[Saved data entries]
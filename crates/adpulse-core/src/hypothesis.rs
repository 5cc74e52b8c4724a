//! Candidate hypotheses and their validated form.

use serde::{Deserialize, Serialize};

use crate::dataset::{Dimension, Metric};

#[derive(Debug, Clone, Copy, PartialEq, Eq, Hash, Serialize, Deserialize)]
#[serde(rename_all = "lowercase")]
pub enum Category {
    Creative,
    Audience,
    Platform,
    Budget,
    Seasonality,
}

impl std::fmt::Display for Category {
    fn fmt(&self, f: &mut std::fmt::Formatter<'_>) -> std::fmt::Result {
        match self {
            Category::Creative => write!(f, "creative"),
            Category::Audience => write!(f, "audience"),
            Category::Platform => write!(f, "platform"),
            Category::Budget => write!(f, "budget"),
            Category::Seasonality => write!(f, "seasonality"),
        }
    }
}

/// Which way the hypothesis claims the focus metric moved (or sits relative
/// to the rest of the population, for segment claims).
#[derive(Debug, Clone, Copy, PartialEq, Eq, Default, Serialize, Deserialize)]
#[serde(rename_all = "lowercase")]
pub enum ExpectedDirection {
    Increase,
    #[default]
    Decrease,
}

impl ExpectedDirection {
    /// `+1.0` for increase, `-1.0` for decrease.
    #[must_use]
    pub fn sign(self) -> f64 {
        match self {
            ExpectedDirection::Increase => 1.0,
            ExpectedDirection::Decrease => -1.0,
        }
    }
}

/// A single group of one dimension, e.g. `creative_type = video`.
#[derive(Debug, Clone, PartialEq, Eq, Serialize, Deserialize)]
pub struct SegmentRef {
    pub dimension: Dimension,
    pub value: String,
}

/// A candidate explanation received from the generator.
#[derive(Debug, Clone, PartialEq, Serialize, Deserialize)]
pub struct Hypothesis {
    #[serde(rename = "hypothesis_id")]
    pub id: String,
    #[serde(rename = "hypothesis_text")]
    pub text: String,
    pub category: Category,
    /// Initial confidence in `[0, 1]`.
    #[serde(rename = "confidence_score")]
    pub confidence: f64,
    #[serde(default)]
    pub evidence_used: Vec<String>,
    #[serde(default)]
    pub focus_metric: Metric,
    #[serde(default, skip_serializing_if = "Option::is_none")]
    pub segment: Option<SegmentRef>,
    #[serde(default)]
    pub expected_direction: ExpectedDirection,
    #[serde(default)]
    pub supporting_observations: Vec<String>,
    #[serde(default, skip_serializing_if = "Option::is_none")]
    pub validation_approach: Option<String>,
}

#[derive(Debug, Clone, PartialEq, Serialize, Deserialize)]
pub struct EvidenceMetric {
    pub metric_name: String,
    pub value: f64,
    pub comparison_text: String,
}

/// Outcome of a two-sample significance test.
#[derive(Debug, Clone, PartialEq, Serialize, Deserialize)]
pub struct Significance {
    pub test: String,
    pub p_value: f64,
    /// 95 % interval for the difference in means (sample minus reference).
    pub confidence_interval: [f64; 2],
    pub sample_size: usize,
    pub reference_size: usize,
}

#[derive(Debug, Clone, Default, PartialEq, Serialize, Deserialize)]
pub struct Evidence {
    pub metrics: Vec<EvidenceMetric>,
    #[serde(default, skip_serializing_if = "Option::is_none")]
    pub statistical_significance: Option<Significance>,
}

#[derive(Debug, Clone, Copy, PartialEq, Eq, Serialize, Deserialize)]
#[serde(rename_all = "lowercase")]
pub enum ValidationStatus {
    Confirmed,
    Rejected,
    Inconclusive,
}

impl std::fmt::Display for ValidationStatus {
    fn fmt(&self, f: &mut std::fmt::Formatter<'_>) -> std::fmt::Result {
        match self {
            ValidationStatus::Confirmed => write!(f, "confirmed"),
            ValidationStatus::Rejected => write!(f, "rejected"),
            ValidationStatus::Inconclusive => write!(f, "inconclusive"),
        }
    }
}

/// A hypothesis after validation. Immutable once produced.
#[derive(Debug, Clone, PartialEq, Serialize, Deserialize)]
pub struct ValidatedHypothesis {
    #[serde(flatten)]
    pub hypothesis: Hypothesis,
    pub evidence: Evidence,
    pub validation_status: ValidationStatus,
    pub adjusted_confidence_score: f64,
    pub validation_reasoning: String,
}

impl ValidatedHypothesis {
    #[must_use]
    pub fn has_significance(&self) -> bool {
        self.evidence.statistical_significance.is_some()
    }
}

...

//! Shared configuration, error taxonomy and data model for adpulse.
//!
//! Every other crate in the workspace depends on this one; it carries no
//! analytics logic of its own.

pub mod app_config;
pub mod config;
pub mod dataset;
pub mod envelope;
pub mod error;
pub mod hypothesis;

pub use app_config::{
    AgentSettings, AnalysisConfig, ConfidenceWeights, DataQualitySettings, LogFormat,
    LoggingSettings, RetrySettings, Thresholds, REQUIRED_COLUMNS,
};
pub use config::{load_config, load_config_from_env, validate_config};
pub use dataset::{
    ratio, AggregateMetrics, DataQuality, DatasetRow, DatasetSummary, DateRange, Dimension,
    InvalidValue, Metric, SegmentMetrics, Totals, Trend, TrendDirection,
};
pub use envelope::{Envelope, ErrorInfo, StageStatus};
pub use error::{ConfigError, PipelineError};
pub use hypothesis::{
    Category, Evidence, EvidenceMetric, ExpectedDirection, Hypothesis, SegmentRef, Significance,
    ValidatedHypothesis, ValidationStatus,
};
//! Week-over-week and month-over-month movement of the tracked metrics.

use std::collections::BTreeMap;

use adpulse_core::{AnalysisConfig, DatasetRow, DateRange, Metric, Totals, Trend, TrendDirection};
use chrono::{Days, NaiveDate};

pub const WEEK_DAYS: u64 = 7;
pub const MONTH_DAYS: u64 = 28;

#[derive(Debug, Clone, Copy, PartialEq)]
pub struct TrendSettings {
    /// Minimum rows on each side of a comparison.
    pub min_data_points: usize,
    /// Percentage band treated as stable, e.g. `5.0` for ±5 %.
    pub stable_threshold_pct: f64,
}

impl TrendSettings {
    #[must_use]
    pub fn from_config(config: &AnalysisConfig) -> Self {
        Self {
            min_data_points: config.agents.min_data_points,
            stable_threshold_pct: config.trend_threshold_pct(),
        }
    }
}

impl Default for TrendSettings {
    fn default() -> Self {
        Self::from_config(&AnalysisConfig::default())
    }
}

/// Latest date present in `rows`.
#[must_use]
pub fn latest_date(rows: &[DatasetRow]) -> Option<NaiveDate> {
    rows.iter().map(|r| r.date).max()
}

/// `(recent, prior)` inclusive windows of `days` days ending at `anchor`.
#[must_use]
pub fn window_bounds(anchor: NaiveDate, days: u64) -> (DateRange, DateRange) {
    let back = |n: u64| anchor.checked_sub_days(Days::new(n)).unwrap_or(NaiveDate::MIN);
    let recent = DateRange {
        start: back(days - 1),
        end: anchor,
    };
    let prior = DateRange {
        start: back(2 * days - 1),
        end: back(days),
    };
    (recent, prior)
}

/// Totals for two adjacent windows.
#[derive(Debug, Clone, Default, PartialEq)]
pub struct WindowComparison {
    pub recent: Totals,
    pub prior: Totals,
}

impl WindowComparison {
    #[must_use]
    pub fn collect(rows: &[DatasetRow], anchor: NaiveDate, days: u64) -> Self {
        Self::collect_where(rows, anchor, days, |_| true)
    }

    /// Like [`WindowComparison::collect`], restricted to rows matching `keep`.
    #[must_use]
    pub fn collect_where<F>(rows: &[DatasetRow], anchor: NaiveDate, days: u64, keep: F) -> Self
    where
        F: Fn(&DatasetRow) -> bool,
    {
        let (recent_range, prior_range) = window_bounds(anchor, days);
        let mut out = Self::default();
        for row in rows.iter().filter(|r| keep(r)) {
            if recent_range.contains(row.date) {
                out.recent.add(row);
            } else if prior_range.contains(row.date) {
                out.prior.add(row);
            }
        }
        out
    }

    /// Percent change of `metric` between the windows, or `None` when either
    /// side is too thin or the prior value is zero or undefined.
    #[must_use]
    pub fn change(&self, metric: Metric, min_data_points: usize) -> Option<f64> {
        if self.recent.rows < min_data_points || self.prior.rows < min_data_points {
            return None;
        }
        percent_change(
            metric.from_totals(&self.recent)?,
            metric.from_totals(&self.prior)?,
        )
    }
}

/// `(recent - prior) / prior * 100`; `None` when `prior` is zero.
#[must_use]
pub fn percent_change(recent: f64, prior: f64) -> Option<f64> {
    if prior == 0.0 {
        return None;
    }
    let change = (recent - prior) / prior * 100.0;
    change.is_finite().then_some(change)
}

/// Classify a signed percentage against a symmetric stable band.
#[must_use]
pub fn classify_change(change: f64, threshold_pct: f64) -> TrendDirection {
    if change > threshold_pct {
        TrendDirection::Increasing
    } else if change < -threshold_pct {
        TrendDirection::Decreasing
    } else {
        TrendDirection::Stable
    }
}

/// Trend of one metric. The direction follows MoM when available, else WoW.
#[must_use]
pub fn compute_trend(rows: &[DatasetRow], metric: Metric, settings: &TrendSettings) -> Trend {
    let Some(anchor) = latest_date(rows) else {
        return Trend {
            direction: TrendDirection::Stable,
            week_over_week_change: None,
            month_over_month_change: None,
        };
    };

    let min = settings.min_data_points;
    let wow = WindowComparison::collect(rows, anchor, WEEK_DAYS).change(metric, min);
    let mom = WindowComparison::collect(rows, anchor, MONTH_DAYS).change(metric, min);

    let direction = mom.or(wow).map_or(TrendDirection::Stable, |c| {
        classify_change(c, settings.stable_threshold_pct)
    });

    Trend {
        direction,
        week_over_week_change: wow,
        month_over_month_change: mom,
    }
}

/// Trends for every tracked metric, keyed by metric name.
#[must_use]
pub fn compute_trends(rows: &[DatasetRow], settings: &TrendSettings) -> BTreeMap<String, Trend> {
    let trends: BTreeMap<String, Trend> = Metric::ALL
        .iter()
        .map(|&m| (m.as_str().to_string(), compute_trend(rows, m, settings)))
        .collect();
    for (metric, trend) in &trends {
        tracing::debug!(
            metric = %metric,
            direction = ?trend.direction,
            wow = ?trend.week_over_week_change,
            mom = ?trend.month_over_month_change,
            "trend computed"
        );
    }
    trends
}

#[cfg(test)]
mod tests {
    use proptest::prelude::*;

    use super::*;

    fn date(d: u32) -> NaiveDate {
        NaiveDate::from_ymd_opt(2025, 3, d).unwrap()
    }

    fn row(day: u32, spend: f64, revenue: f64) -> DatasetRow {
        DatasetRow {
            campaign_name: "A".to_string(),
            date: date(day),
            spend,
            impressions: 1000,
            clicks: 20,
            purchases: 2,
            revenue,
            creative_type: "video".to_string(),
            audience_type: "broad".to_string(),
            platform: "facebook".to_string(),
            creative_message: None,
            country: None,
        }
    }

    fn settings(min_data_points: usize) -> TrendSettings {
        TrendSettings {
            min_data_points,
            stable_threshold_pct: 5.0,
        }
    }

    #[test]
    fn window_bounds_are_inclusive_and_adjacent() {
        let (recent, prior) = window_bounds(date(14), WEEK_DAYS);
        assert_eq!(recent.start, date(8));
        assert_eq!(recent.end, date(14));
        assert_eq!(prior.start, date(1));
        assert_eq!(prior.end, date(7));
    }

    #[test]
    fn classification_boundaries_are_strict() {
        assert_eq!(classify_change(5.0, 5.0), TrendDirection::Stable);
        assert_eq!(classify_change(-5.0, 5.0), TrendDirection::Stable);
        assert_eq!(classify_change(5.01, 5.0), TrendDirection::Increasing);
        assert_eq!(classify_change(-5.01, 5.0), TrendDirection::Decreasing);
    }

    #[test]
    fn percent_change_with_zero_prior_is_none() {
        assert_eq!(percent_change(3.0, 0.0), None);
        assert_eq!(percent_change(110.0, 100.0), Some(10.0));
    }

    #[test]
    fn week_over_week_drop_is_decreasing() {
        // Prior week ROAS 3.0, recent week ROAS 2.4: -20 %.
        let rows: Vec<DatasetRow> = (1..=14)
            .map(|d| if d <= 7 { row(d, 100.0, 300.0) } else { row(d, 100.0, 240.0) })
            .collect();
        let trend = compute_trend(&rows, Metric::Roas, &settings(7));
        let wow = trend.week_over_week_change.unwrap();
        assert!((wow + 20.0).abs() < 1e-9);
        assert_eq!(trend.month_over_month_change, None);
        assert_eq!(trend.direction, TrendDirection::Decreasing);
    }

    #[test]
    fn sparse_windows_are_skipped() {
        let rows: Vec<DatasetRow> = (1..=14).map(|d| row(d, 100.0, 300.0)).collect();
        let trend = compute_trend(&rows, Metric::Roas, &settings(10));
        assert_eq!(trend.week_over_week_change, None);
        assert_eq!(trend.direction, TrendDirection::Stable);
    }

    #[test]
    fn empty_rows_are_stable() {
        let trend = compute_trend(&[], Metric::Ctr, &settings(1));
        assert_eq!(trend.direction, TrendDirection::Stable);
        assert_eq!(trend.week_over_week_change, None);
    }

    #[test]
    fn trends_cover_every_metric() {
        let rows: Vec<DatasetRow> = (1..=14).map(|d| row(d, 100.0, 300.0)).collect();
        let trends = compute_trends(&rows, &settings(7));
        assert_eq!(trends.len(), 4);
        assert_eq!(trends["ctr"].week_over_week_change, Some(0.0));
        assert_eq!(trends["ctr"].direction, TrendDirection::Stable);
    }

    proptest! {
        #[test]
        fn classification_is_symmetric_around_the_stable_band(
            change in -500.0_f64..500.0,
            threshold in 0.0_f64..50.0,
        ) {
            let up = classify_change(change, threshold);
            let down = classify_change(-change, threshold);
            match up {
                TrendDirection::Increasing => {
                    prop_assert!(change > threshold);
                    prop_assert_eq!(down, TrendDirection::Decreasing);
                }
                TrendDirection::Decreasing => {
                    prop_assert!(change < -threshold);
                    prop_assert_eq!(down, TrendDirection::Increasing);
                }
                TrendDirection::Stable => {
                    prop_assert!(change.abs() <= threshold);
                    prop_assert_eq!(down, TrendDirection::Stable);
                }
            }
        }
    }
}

Exercise requirements: Search the entries above for "enum". Show every line that has it.

Answer to the exercise:
pub enum Category {
pub enum ExpectedDirection {
pub enum ValidationStatus {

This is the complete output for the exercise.